Hacker News new | ask | show | jobs
by archagon 2179 days ago
If you have the aptitude for it, I'd argue that being constrained by clean, cold, infallible logic makes STEM subjects much easier, not harder, than the messy human whirlpool of the humanities and social sciences. Sure, it might be easier to get away with BS in those fields — but what if you actually want to learn something or make a tangible impact? No matter how you slice it, humans live in the world of "fuzzy-logic-based natural language," not bits and bytes. (Incidentally, this might reveal why some engineers struggle with things like UX, technology ethics, or algorithmic bias.)

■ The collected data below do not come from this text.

//! Incoming BLE-MIDI packet parser.
//!
//! Strips the header and timestamp bytes from a received packet and yields
//! the remaining MIDI bytes in their original order, ready to be fed one at
//! a time into a running-status byte parser.
//!
//! Timestamp bytes and status bytes both have bit 7 set, so they are told
//! apart by position:
//!
//! - byte 0 is the header and is never forwarded;
//! - byte 1 is forwarded only if it is a data byte (a continuation packet
//!   that starts with running-status or SysEx data), otherwise it is the
//!   first timestamp;
//! - after that, a high-bit byte that follows a timestamp is a status byte,
//!   and a high-bit byte that follows anything else is a timestamp. Every
//!   high-bit byte toggles the rule.

/// `true` for MIDI data bytes (bit 7 clear).
#[inline]
pub const fn is_data(byte: u8) -> bool {
    byte & 0x80 == 0
}

/// One MIDI byte recovered from a packet.
#[derive(Clone, Copy, Debug, PartialEq, Eq)]
#[cfg_attr(feature = "defmt", derive(defmt::Format))]
pub struct DecodedByte {
    pub byte: u8,
    /// The byte directly before this one was read as a timestamp (or the
    /// header).
    pub after_timestamp: bool,
}

/// Iterator over the MIDI bytes of one packet. See [`decode`].
#[derive(Clone, Debug)]
pub struct PacketBytes<'a> {
    rest: &'a [u8],
    at_first: bool,
    prev_was_timestamp: bool,
}

/// Walk a received packet.
///
/// Packets of one byte or less, and packets whose first byte is not a
/// header, yield nothing.
pub fn decode(packet: &[u8]) -> PacketBytes<'_> {
    let rest = match packet {
        [header, rest @ ..] if !rest.is_empty() && !is_data(*header) => rest,
        _ => &[],
    };
    PacketBytes {
        rest,
        at_first: true,
        prev_was_timestamp: true,
    }
}

/// `true` when the packet matches the pattern the toggle rule cannot
/// resolve: a data byte right after the header followed by a high-bit byte.
/// That byte is forwarded as a status byte although it may be a genuine
/// timestamp.
pub fn is_ambiguous(packet: &[u8]) -> bool {
    matches!(packet, [header, first, second, ..]
        if !is_data(*header) && is_data(*first) && !is_data(*second))
}

impl Iterator for PacketBytes<'_> {
    type Item = DecodedByte;

    fn next(&mut self) -> Option<DecodedByte> {
        while let Some((&byte, rest)) = self.rest.split_first() {
            self.rest = rest;
            let after_timestamp = self.prev_was_timestamp;

            if self.at_first {
                self.at_first = false;
                if is_data(byte) {
                    return Some(DecodedByte {
                        byte,
                        after_timestamp,
                    });
                }
                // First timestamp; the flag is already set.
                continue;
            }

            if is_data(byte) {
                self.prev_was_timestamp = false;
                return Some(DecodedByte {
                    byte,
                    after_timestamp,
                });
            }

            self.prev_was_timestamp = !self.prev_was_timestamp;
            if after_timestamp {
                return Some(DecodedByte {
                    byte,
                    after_timestamp,
                });
            }
        }
        None
    }
}

/// Feed every MIDI byte of `packet` to `forward`, in order.
pub fn parse_packet(packet: &[u8], mut forward: impl FnMut(u8)) {
    for decoded in decode(packet) {
        forward(decoded.byte);
    }
}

I also have a mixed education of 1/2 CS and 1/2 Music. I found some of my music classes way harder (and often way more enjoyable) than many of my CS classes, despite the fact that the latter dealt with well-scoped problems.

2 comments

When I was in college I dropped an almost-finished comp-sci degree to switch to the humanities exactly because it was harder. I was damn bored in those classes studying interrupts and recursion. Arguing about ideas was way more fun (I know in grad school you get to that in comp-sci and other maths, but I was not planning on going there).
You have a point with aptitude making hard logic easier than fuzzy logic for some. But I would observe that such folks are the minority, not the majority, making hard logic more difficult for the population on average.